If, like me, you thought that ScrollView with its horizontal and
vertical scrolling was the last word in scrolling Android widgets, you
may have failed to notice the more modest capabilities of android.widget.HorizontalScrollView. The name fails to conceal what this class is about. It’s the solution to your non-scrolling tab woes.
Wrap your TabWidget with a HorizontalScrollView and the tab set will be able to expand beyond the width of the screen and the user can drag the tabs left and right as required:
<?xml version="1.0" encoding="utf-8"?>
<TabHost xmlns:android="http://schemas.android.com/apk/res/android"
android:id="@android:id/tabhost"
android:layout_width="fill_parent"
android:layout_height="fill_parent">
<LinearLayout android:orientation="vertical"
android:layout_width="fill_parent"
android:layout_height="fill_parent">
<HorizontalScrollView android:layout_width="fill_parent"
android:layout_height="wrap_content"
android:fillViewport="true"
android:scrollbars="none">
<TabWidget android:id="@android:id/tabs"
android:layout_width="fill_parent"
android:layout_height="wrap_content"/>
</HorizontalScrollView>
<FrameLayout android:id="@android:id/tabcontent"

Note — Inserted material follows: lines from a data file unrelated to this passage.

use super::intersect_2d::segment_segment_intersect_2d;
use super::{Point2, TOLERANCE};

/// Computes the signed area of a closed polygon (shoelace formula).
///
/// Positive for counter-clockwise, negative for clockwise.
#[must_use]
pub fn signed_area_2d(points: &[Point2]) -> f64 {
    let n = points.len();
    if n < 3 {
        return 0.0;
    }
    let mut sum = 0.0;
    for i in 0..n {
        let j = (i + 1) % n;
        sum += points[i].x * points[j].y - points[j].x * points[i].y;
    }
    sum * 0.5
}

/// Returns the polygon with counter-clockwise winding, reversing it if needed.
#[must_use]
pub fn counter_clockwise(points: &[Point2]) -> Vec<Point2> {
    if signed_area_2d(points) < 0.0 {
        points.iter().rev().copied().collect()
    } else {
        points.to_vec()
    }
}

/// Tests whether any two non-adjacent segments of a closed polygon intersect.
///
/// Adjacent segments share an endpoint by construction and are skipped,
/// including the wrap pair (last segment, first segment).
#[must_use]
pub fn has_self_intersection(points: &[Point2]) -> bool {
    let n = points.len();
    if n < 4 {
        return false;
    }

    for i in 0..n {
        for j in (i + 2)..n {
            // Skip the wrap-adjacent pair.
            if i == 0 && j == n - 1 {
                continue;
            }
            let a0 = &points[i];
            let a1 = &points[(i + 1) % n];
            let b0 = &points[j];
            let b1 = &points[(j + 1) % n];
            if segment_segment_intersect_2d(a0, a1, b0, b1).is_some() {
                return true;
            }
        }
    }
    false
}

/// Point-in-polygon test via ray crossing.
///
/// Points exactly on the boundary may classify either way; callers that
/// care about the boundary must test it separately.
#[must_use]
pub fn point_in_polygon(pt: &Point2, points: &[Point2]) -> bool {
    let n = points.len();
    if n < 3 {
        return false;
    }
    let mut inside = false;
    let mut j = n - 1;
    for i in 0..n {
        let pi = &points[i];
        let pj = &points[j];
        if (pi.y > pt.y) != (pj.y > pt.y) {
            let x_cross = pi.x + (pt.y - pi.y) / (pj.y - pi.y) * (pj.x - pi.x);
            if pt.x < x_cross {
                inside = !inside;
            }
        }
        j = i;
    }
    inside
}

#[cfg(test)]
#[allow(clippy::unwrap_used)]
mod tests {
    use super::*;

    fn square() -> Vec<Point2> {
        vec![
            Point2::new(0.0, 0.0),
            Point2::new(1.0, 0.0),
            Point2::new(1.0, 1.0),
            Point2::new(0.0, 1.0),
        ]
    }

    #[test]
    fn signed_area_ccw_square() {
        let area = signed_area_2d(&square());
        assert!((area - 1.0).abs() < TOLERANCE);
    }

    #[test]
    fn signed_area_cw_square() {
        let pts: Vec<Point2> = square().into_iter().rev().collect();
        let area = signed_area_2d(&pts);
        assert!((area + 1.0).abs() < TOLERANCE);
    }

    #[test]
    fn signed_area_degenerate() {
        assert!(signed_area_2d(&[Point2::new(0.0, 0.0)]).abs() < TOLERANCE);
        assert!(signed_area_2d(&[]).abs() < TOLERANCE);
    }

    #[test]
    fn counter_clockwise_keeps_ccw() {
        let pts = counter_clockwise(&square());
        assert!((signed_area_2d(&pts) - 1.0).abs() < TOLERANCE);
        assert!((pts[0].x).abs() < TOLERANCE);
    }

    #[test]
    fn counter_clockwise_reverses_cw() {
        let cw: Vec<Point2> = square().into_iter().rev().collect();
        let pts = counter_clockwise(&cw);
        assert!((signed_area_2d(&pts) - 1.0).abs() < TOLERANCE);
    }

    #[test]
    fn square_is_simple() {
        assert!(!has_self_intersection(&square()));
    }

    #[test]
    fn bowtie_self_intersects() {
        let pts = vec![
            Point2::new(0.0, 0.0),
            Point2::new(1.0, 1.0),
            Point2::new(1.0, 0.0),
            Point2::new(0.0, 1.0),
        ];
        assert!(has_self_intersection(&pts));
    }

    #[test]
    fn l_shape_is_simple() {
        let pts = vec![
            Point2::new(0.0, 0.0),
            Point2::new(4.0, 0.0),
            Point2::new(4.0, 2.0),
            Point2::new(2.0, 2.0),
            Point2::new(2.0, 4.0),
            Point2::new(0.0, 4.0),
        ];
        assert!(!has_self_intersection(&pts));
    }

    #[test]
    fn point_inside_square() {
        assert!(point_in_polygon(&Point2::new(0.5, 0.5), &square()));
    }

    #[test]
    fn point_outside_square() {
        assert!(!point_in_polygon(&Point2::new(1.5, 0.5), &square()));
    }

    #[test]
    fn point_in_l_shape_notch() {
        let pts = vec![
            Point2::new(0.0, 0.0),
            Point2::new(4.0, 0.0),
            Point2::new(4.0, 2.0),
            Point2::new(2.0, 2.0),
            Point2::new(2.0, 4.0),
            Point2::new(0.0, 4.0),
        ];
        // The notch (upper right) is outside the L.
        assert!(!point_in_polygon(&Point2::new(3.0, 3.0), &pts));
        assert!(point_in_polygon(&Point2::new(1.0, 3.0), &pts));
        assert!(point_in_polygon(&Point2::new(3.0, 1.0), &pts));
    }
}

android:layout_width="fill_parent"
android:layout_height="fill_parent" />
</LinearLayout>
</TabHost>
Set android:fillViewport to true to ensure that the tabs stretch the full width like they would without a scroller and set android:scrollbars to none to avoid having a scrollbar displayed between the tabs and the content. The scrollable tabs will be rendered with faded edges on the right and/or left depending on which direction you can scroll (see image above).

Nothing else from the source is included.